Un autre son de cloche : quand l'aide humanitaire favorise l'oppresseur. Les secours alimentaires acheminés vers les camps de réfugiés cambodgiens à l'époque des Khmers Rouges auront permis à ces derniers d'en profiter largement et de se remettre sur pied. Dans ces conditions, on peut s'interroger sur la pertinence de l'action ? La prolongation des conflits est-elle favorisée par les secours humanitaires ?

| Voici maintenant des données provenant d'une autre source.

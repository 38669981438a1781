//! Caller-side bookkeeping for an outstanding request: a one-shot sink
//! that resolves exactly once with a value or an error, paired with the
//! disposable that would otherwise forward a peer cancellation once the
//! reply has already arrived.

use tokio::sync::oneshot;
use tokio_util::sync::CancellationToken;

use crate::args::ReplyValue;
use crate::error::RpcError;

/// The caller-side record for one in-flight `req`. Dropped (and its
/// `cancel_token` cancelled) once the reply arrives or the protocol is
/// disposed, whichever comes first.
pub struct PendingReply {
    tx: oneshot::Sender<Result<ReplyValue, RpcError>>,
    /// Signaled when the reply has been delivered, so a caller-side
    /// cancellation task stops watching and does not emit a stray
    /// `Cancel` after the call already completed.
    pub settled: CancellationToken,
}

impl PendingReply {
    #[must_use]
    pub fn new() -> (Self, oneshot::Receiver<Result<ReplyValue, RpcError>>) {
        let (tx, rx) = oneshot::channel();
        (Self { tx, settled: CancellationToken::new() }, rx)
    }

    /// Resolve the pending reply exactly once. A dropped receiver (the
    /// caller stopped awaiting) is not an error here; there is nothing
    /// left to deliver to.
    pub fn complete(self, result: Result<ReplyValue, RpcError>) {
        self.settled.cancel();
        let _ = self.tx.send(result);
    }
}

À un autre niveau, l'aide humanitaire sert aussi de levier de négociations pour certains pays bien nantis à l'endroit de pays plus pauvres. Les embargos économiques, lesquels plongent des nations entières dans la famine, sont devenus des instruments politiques dont les grandes victimes sont encore (et toujours) la population civile.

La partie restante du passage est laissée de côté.